» WHAT NEEDS TO BE DONE: Go through the data below and gather each line containing "Encoding".

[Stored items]

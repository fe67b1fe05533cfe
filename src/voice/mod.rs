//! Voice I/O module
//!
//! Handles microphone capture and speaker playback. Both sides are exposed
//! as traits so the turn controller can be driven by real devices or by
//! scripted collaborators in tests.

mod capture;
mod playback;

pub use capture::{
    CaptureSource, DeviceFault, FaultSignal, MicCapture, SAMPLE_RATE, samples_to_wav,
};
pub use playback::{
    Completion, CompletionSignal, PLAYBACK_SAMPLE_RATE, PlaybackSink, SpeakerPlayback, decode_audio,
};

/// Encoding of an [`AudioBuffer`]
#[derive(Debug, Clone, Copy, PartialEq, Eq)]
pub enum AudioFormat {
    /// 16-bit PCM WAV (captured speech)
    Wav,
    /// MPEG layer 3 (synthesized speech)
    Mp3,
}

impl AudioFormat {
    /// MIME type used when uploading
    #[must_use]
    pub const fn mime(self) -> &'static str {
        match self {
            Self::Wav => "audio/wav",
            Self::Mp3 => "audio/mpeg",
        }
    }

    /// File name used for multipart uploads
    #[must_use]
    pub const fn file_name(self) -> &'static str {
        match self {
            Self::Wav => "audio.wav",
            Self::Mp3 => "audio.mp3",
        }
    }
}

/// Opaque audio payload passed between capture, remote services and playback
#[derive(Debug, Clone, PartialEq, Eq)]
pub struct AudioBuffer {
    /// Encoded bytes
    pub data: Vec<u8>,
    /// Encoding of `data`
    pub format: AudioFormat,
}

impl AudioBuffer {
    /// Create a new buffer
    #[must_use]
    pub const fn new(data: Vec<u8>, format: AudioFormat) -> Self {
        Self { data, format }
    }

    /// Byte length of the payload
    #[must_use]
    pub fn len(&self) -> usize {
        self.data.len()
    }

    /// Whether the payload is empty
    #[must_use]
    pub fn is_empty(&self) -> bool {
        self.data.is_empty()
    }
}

» OUTPUT FOR THIS TASK:
/// Encoding of an [`AudioBuffer`]
    /// Encoding of `data`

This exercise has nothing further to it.